La sinfonía del mundo —si es que la idea no es excesiva y hay algo que pueda llamarse así—, es indeterminada y carece de propósito o, lo que es lo mismo, está conformada por una suma de accidentes, por la confluencia de sonidos de toda índole, de distinto origen e intensidad, que no es exagerado postular como un gigantesco ready-made. Esta fue la música que Henry David Thoreau se empeñó en escuchar y para la cual desarrolló algo comparable a una disciplina existencial; esta fue también la música que John Cage se decidió a crear —o más bien a suscitar—, y a la que abrió las puertas para la sensibilidad contemporánea, una vez que entendió la importancia de incorporar los ruidos —el impredecible y populoso mundo de los “meros” ruidos— a la obra musical y, más que eso, a la vida, ya que entonces la música se transforma no sólo en la vida de los sonidos, sino, sobre todo, en la participación en los sonidos de la vida.

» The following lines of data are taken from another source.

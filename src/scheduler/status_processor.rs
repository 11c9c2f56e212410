use std::net::SocketAddr;

use tokio::sync::mpsc;
use tracing::{debug, warn};

use crate::discovery::PeerEvent;
use crate::fleet::{Fleet, Server};
use crate::message::{CoroInfo, DiscoroStatus, Location};
use crate::scheduler::bootstrap::bootstrap_server;
use crate::scheduler::computation::Computation;
use crate::transport::QuicTransport;

/// Lifecycle/observation event forwarded to the active computation's
/// observer. A thin local stand-in for the wire `DiscoroStatus` 2-tuple —
/// the client-facing delivery (serializing this over the transport to the
/// client's `status_observer` task) happens in the client RPC layer.
#[derive(Debug, Clone, PartialEq)]
pub struct ObserverEvent {
    pub status: DiscoroStatus,
    pub location: Option<Location>,
    pub host: Option<String>,
    pub coro: Option<CoroInfo>,
}

impl ObserverEvent {
    fn simple(status: DiscoroStatus, location: Location) -> Self {
        Self {
            status,
            location: Some(location),
            host: None,
            coro: None,
        }
    }

    fn host(status: DiscoroStatus, host: String) -> Self {
        Self {
            status,
            location: None,
            host: Some(host),
            coro: None,
        }
    }
}

/// A discovered peer is a server's location; a node is keyed by the
/// discovering host with the port zeroed out, so several servers on one
/// machine register under the same node the way §3 describes.
pub fn node_key(addr: SocketAddr) -> Location {
    Location::new(SocketAddr::new(addr.ip(), 0))
}

pub async fn handle_peer_online(
    fleet: &Fleet,
    transport: &QuicTransport,
    local_agent_id: &str,
    computation: Option<&Computation>,
    addr: SocketAddr,
    agent_id: Option<String>,
    observer: &mpsc::Sender<ObserverEvent>,
) {
    let node_location = node_key(addr);
    let server_location = Location::new(addr);

    fleet.upsert_node(node_location, agent_id).await;
    fleet
        .add_server(node_location, Server::new(format!("server@{addr}"), server_location, node_location))
        .await
        .ok();

    let node_ignored = fleet
        .snapshot_nodes()
        .await
        .iter()
        .find(|n| n.location == node_location)
        .map(|n| n.status == DiscoroStatus::NodeIgnore)
        .unwrap_or(false);
    if node_ignored {
        return;
    }

    if computation.is_some() {
        let _ = observer
            .send(ObserverEvent::simple(DiscoroStatus::ServerDiscovered, server_location))
            .await;
    }

    if let Err(err) = bootstrap_server(
        fleet,
        transport,
        local_agent_id,
        node_location,
        server_location,
        computation,
        &[],
        observer,
    )
    .await
    {
        warn!(%server_location, error = %err, "server bootstrap failed");
        return;
    }

    if computation.is_some() {
        let _ = observer
            .send(ObserverEvent::simple(DiscoroStatus::ServerInitialized, server_location))
            .await;
    }
}

/// Returns `true` when this offline event should cascade into closing the
/// active computation (the offline location was the client's pulse
/// endpoint).
pub async fn handle_peer_offline(
    fleet: &Fleet,
    addr: SocketAddr,
    has_active_computation: bool,
    client_pulse_location: Option<Location>,
    observer: &mpsc::Sender<ObserverEvent>,
) -> bool {
    let server_location = Location::new(addr);
    let node_location = node_key(addr);

    let removed = fleet.remove_server(&node_location, &server_location).await;
    if removed.is_some() && has_active_computation {
        let _ = observer
            .send(ObserverEvent::simple(DiscoroStatus::ServerDisconnected, server_location))
            .await;
    }

    let node_now_empty = fleet
        .snapshot_nodes()
        .await
        .iter()
        .find(|n| n.location == node_location)
        .map(|n| n.servers.is_empty())
        .unwrap_or(false);

    if node_now_empty {
        fleet.remove_node(&node_location).await;
        let _ = observer
            .send(ObserverEvent::host(DiscoroStatus::NodeDisconnected, node_location.host()))
            .await;
    }

    client_pulse_location == Some(server_location)
}

pub async fn handle_peer_event(
    fleet: &Fleet,
    transport: &QuicTransport,
    local_agent_id: &str,
    computation: Option<&Computation>,
    event: PeerEvent,
    client_pulse_location: Option<Location>,
    observer: &mpsc::Sender<ObserverEvent>,
) -> bool {
    match event {
        PeerEvent::Discovered { addr, agent_id } => {
            handle_peer_online(fleet, transport, local_agent_id, computation, addr, agent_id, observer).await;
            false
        }
        PeerEvent::Lost { addr } => {
            handle_peer_offline(fleet, addr, computation.is_some(), client_pulse_location, observer).await
        }
    }
}

/// Task-termination event reported by a server agent, either an ordinary
/// completion or a synthesized one from teardown.
pub async fn handle_task_termination(
    fleet: &Fleet,
    remote: SocketAddr,
    task_id: uuid::Uuid,
    value: Option<serde_json::Value>,
    error: Option<String>,
    observer: &mpsc::Sender<ObserverEvent>,
) {
    let node_location = node_key(remote);
    let server_location = Location::new(remote);

    let was_running = fleet
        .snapshot_nodes()
        .await
        .iter()
        .find(|n| n.location == node_location)
        .and_then(|n| n.servers.get(&server_location))
        .map(|s| s.coros.contains_key(&task_id))
        .unwrap_or(false);

    fleet
        .record_task_outcome(&node_location, &server_location, task_id, value, error)
        .await;

    if was_running {
        let _ = observer
            .send(ObserverEvent {
                status: DiscoroStatus::CoroTerminated,
                location: Some(server_location),
                host: None,
                coro: Some(CoroInfo {
                    task_id,
                    name: String::new(),
                    start_time_unix_ms: crate::message::now_millis(),
                }),
            })
            .await;
    } else {
        debug!(%task_id, %server_location, "termination buffered ahead of spawn ack");
    }
}

/// Synthesizes a `CoroTerminated` observer event per outstanding task when
/// a server is torn down out from under them, per §4.9: a server closing
/// with tasks still in `coros` must still resolve those tasks for whoever
/// is watching the status stream, rather than leaving them silently
/// unresolved.
pub async fn emit_synthetic_terminations(observer: &mpsc::Sender<ObserverEvent>, server_location: Location, task_ids: &[uuid::Uuid]) {
    for &task_id in task_ids {
        let _ = observer
            .send(ObserverEvent {
                status: DiscoroStatus::CoroTerminated,
                location: Some(server_location),
                host: None,
                coro: Some(CoroInfo {
                    task_id,
                    name: String::new(),
                    start_time_unix_ms: crate::message::now_millis(),
                }),
            })
            .await;
    }
}

#[cfg(test)]
#[path = "status_processor_tests.rs"]
mod tests;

Cage, lector audaz de Thoreau, se mudó, al igual que él, a las montañas, a las inmediaciones del bosque, en Stony Point, Nueva York. A diferencia de Thoreau no vivió solo ni construyó con sus manos su propia cabaña, pero es innegable que durante los largos periodos que pasaba allí, buscando hongos y escuchando los sonidos de la naturaleza, se propuso situarse en medio de la corriente de la naturaleza, abandonarse al flujo de lo que sucede, en esa terraza a la intemperie que es la falta de intención, abrigando un proyecto de disciplina auditiva que debía mucho a la lectura de Walden y a los diarios del hijo pródigo de Concord, y que a la postre marcaría su concepción de la música como una estructura, una estructura eminentemente temporal que, sin embargo, puede representarse espacialmente como un receptáculo o habitación con las ventanas abiertas, un locus en que se invoca la visita del azar —la intervención de lo contingente y lo estocástico— y por ende se promueve la supresión del yo, de sus vigilancias y controles.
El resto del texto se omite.